■ Collected data entries ■
^^^^^^^^^^^^^^^^
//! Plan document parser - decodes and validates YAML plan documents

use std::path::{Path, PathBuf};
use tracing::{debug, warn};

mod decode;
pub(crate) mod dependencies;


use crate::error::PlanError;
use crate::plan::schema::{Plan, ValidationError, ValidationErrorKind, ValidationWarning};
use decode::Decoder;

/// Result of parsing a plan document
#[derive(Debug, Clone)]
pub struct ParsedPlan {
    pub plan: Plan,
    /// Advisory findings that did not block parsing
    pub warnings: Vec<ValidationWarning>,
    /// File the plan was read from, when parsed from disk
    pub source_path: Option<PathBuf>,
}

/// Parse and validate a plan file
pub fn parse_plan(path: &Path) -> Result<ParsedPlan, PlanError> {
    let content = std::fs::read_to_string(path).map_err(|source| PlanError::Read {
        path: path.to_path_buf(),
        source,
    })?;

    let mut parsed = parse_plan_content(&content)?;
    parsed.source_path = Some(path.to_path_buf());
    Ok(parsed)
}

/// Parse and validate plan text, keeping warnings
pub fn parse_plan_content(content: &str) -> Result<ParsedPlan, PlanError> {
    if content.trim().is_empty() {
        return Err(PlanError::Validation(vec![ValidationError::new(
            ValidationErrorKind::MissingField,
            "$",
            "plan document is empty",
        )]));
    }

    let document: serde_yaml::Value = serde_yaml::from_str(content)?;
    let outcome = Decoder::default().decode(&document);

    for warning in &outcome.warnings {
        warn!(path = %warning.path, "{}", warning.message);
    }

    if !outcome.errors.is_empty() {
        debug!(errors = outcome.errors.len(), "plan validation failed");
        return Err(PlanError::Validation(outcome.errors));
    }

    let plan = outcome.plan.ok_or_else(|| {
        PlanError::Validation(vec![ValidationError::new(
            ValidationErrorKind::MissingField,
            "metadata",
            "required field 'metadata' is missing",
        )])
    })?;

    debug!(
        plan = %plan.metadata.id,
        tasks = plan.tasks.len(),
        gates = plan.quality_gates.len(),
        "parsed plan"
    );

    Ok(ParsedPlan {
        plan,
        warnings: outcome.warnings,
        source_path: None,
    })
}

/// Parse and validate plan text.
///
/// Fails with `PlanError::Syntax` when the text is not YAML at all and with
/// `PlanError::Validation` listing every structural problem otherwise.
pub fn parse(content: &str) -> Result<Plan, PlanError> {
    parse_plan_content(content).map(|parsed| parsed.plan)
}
^^^^^^^^^^^^^^^^
Print from the line containing "let document: serde_yaml::Value" to the last line above, exactly as written.

    let document: serde_yaml::Value = serde_yaml::from_str(content)?;
    let outcome = Decoder::default().decode(&document);

    for warning in &outcome.warnings {
        warn!(path = %warning.path, "{}", warning.message);
    }

    if !outcome.errors.is_empty() {
        debug!(errors = outcome.errors.len(), "plan validation failed");
        return Err(PlanError::Validation(outcome.errors));
    }

    let plan = outcome.plan.ok_or_else(|| {
        PlanError::Validation(vec![ValidationError::new(
            ValidationErrorKind::MissingField,
            "metadata",
            "required field 'metadata' is missing",
        )])
    })?;

    debug!(
        plan = %plan.metadata.id,
        tasks = plan.tasks.len(),
        gates = plan.quality_gates.len(),
        "parsed plan"
    );

    Ok(ParsedPlan {
        plan,
        warnings: outcome.warnings,
        source_path: None,
    })
}

/// Parse and validate plan text.
///
/// Fails with `PlanError::Syntax` when the text is not YAML at all and with
/// `PlanError::Validation` listing every structural problem otherwise.
pub fn parse(content: &str) -> Result<Plan, PlanError> {
    parse_plan_content(content).map(|parsed| parsed.plan)
}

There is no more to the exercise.